Often a headline is all a reader will glance at—and I do mean glance at—before rushing through the rest of the newspaper or on to the next web site. On average, most people will spend only four seconds per page! If your headline does not catch, trip, and stop your audience, you have lost them and you have lost a sale!

Here are 30 surefire ways to create a terrific hypnotic headline or improve an existing one.

1. Lead with these opening words. At Last!

Announcing! New!

Note the hint of excitement and "news" in the above words. New is hypnotic. Other good opening words include introducing and finally. Legally you can use only the word new if your product has been developed or improved within the past six months. If you have just invented a new device, certainly let the world know.

2. Round up your audience. Plumbers! Housewives!

Sore Feet?

This type of headline is "calling in" your target audience. If you are selling a book for lawyers, you might open by saying "Attention, lawyers!" With this approach you are certain to get the ear of the exact crowd you want. In hypnosis, getting attention is the first step to the trance state.

3. Promise a benefit.

Free from Backache in 10 Minutes! Buy One Shirt—Get the Second free! Land a Job in 2 Days with New Method!

Benefits are why people buy. Decaffeinated coffee is a feature; Lets you sleep better is a benefit. If people have a back problem, they do not want to buy a pill; they want to buy relief from their pain. Free with relief from their pain. Free from Backache in 10 Minutes, tells them a cure is available. Sell the relief, not the prevention. When you speak about what people get, you capture their attention hypnotically.

4. Make it newsworthy.

Major Breakthrough in Car Safety New Formula Restores Hair Seven "Lost Secrets" Discovered

People devour news. Reveal the newsworthiness of your product or service and you will get attention. A new product is news. An old product with new uses is news. Arm & Hammer baking soda (which also started as a small business) has been around for decades, but the company keeps thinking of new ways for us to use its product—from brushing our teeth to putting it in the fridge to eliminate odors—and that's news. Again, anything new captivates interest, which is the beginning of hypnosis.

5. Offer something free.

Free to Writers!

Free Report Explains Tax Loopholes Free Book on Car Repairs

Your free item has to be appropriate to the audience you are after. It may be free, but if they are not interested in it, they will not write or call you. Also, your free item has to be really free—with no catches or conditions—for you to be legally safe. Any small business can create a free item that is relevant.

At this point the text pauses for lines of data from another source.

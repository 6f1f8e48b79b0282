//! Atlas print API service.
//!
//! HTTP server exposing atlas layout exports from map projects over an
//! OWS style endpoint.

use std::env;
use std::net::SocketAddr;
use std::path::PathBuf;
use std::sync::Arc;
use std::time::Duration;

use anyhow::Result;
use clap::Parser;
use tracing::{info, Level};
use tracing_subscriber::FmtSubscriber;

use atlas_api::app::build_router;
use atlas_api::config::ServiceConfig;
use atlas_api::state::AppState;
use atlas_api::sweeper::{ExportSweeper, SweeperConfig};
use atlas_protocol::PkPolicy;
use layout_engine::MemoryEngine;

#[derive(Parser, Debug)]
#[command(name = "atlas-api")]
#[command(about = "Atlas print API server")]
struct Args {
    /// Listen address
    #[arg(short, long, default_value = "0.0.0.0:8080", env = "ATLAS_LISTEN")]
    listen: String,

    /// Directory scanned for project definition files
    #[arg(long, default_value = "projects", env = "ATLAS_PROJECTS_DIR")]
    projects_dir: PathBuf,

    /// Project served when requests omit MAP
    #[arg(long, env = "ATLAS_DEFAULT_PROJECT")]
    default_project: Option<String>,

    /// Directory for in-flight export artifacts (default: a subdirectory
    /// of the OS temp dir)
    #[arg(long, env = "ATLAS_EXPORT_DIR")]
    export_dir: Option<PathBuf>,

    /// Primary key types eligible for the $id rewrite: integer-only,
    /// numeric, or any
    #[arg(long, default_value = "numeric", env = "ATLAS_PK_POLICY")]
    pk_policy: PkPolicy,

    /// Enable debug logging
    #[arg(long, env = "ATLAS_DEBUG")]
    debug: bool,

    /// Log level
    #[arg(long, default_value = "info")]
    log_level: String,

    /// Number of tokio worker threads (default: number of CPU cores)
    #[arg(long)]
    worker_threads: Option<usize>,

    /// Seconds between stale artifact sweeps (0 disables the sweeper)
    #[arg(long, default_value = "300", env = "ATLAS_SWEEP_INTERVAL_SECS")]
    sweep_interval_secs: u64,

    /// Age in seconds before an abandoned artifact is swept
    #[arg(long, default_value = "600", env = "ATLAS_SWEEP_MAX_AGE_SECS")]
    sweep_max_age_secs: u64,
}

fn main() -> Result<()> {
    // Load environment variables from .env file
    dotenvy::dotenv().ok();

    let args = Args::parse();

    // Build tokio runtime with configurable worker threads
    let mut runtime_builder = tokio::runtime::Builder::new_multi_thread();
    runtime_builder.enable_all();

    if let Some(threads) = args.worker_threads {
        info!("Configuring tokio runtime with {} worker threads", threads);
        runtime_builder.worker_threads(threads);
    } else {
        // Use environment variable if CLI arg not provided
        if let Ok(threads_str) = env::var("TOKIO_WORKER_THREADS") {
            if let Ok(threads) = threads_str.parse::<usize>() {
                info!(
                    "Configuring tokio runtime with {} worker threads (from env)",
                    threads
                );
                runtime_builder.worker_threads(threads);
            }
        }
    }

    let runtime = runtime_builder.build()?;
    runtime.block_on(async_main(args))?;
    Ok(())
}

async fn async_main(args: Args) -> Result<()> {
    // Initialize tracing
    let level = if args.debug {
        Level::DEBUG
    } else {
        match args.log_level.to_lowercase().as_str() {
            "trace" => Level::TRACE,
            "debug" => Level::DEBUG,
            "warn" => Level::WARN,
            "error" => Level::ERROR,
            _ => Level::INFO,
        }
    };

    let subscriber = FmtSubscriber::builder()
        .with_max_level(level)
        .json()
        .finish();

    tracing::subscriber::set_global_default(subscriber)?;

    // Initialize Prometheus metrics exporter
    metrics_exporter_prometheus::PrometheusBuilder::new()
        .install_recorder()
        .expect("Failed to install Prometheus recorder");

    info!("Starting atlas print API server");

    let config = ServiceConfig {
        listen: args.listen.clone(),
        projects_dir: args.projects_dir,
        default_project: args.default_project,
        export_dir: args
            .export_dir
            .unwrap_or_else(ServiceConfig::default_export_dir),
        pk_policy: args.pk_policy,
        debug: args.debug,
    };

    // Initialize application state
    let engine = MemoryEngine::new();
    let state = Arc::new(AppState::new(&engine, config)?);
    info!(projects = state.projects.len(), "Application state ready");

    // Start the stale artifact sweeper
    let sweeper = ExportSweeper::new(
        state.config.export_dir.clone(),
        SweeperConfig {
            enabled: args.sweep_interval_secs > 0,
            interval_secs: args.sweep_interval_secs.max(1),
            max_age: Duration::from_secs(args.sweep_max_age_secs),
        },
    );
    tokio::spawn(sweeper.run_forever());

    // Build router
    let app = build_router(state);

    // Parse listen address
    let addr: SocketAddr = args.listen.parse()?;
    info!(address = %addr, "Listening");

    // Start server
    let listener = tokio::net::TcpListener::bind(addr).await?;
    axum::serve(listener, app).await?;

    Ok(())
}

6. Ask an intriguing question.

What Are the Seven Secrets to Success?

Do You Make These Mistakes in English?

Which Gas Filter Will Boost Your Car's Performance?

Questions are a powerful way to involve readers. But your question has to be an open-ended one that hints of a benefit. If you ask a question that can be easily answered with a yes or no, you run the risk that your readers will not look beyond the question. But if your question is intriguing, it will pull readers into your copy to learn the answer. This is my favorite method for inducing a trance state.

7. Lead with a testimonial.

"This is the most powerful weapon I've ever seen!" (Clint Eastwood)

"These two books made me the wealthiest man alive'.' (Malcolm Forbes)

"Here's why my race cars beat all others." (Mark Weisser)

There is something about quotation marks that captures people's eyes. If your quote is intriguing (as are these fictional ones), they will force readers to read your copy. (Always use real testimonials from real people and always get their permission first.) Anyone who has ever used your product or service can give you a testimonial. And headlines put in quotes will get more attention—dialogue has life, and that attracts people.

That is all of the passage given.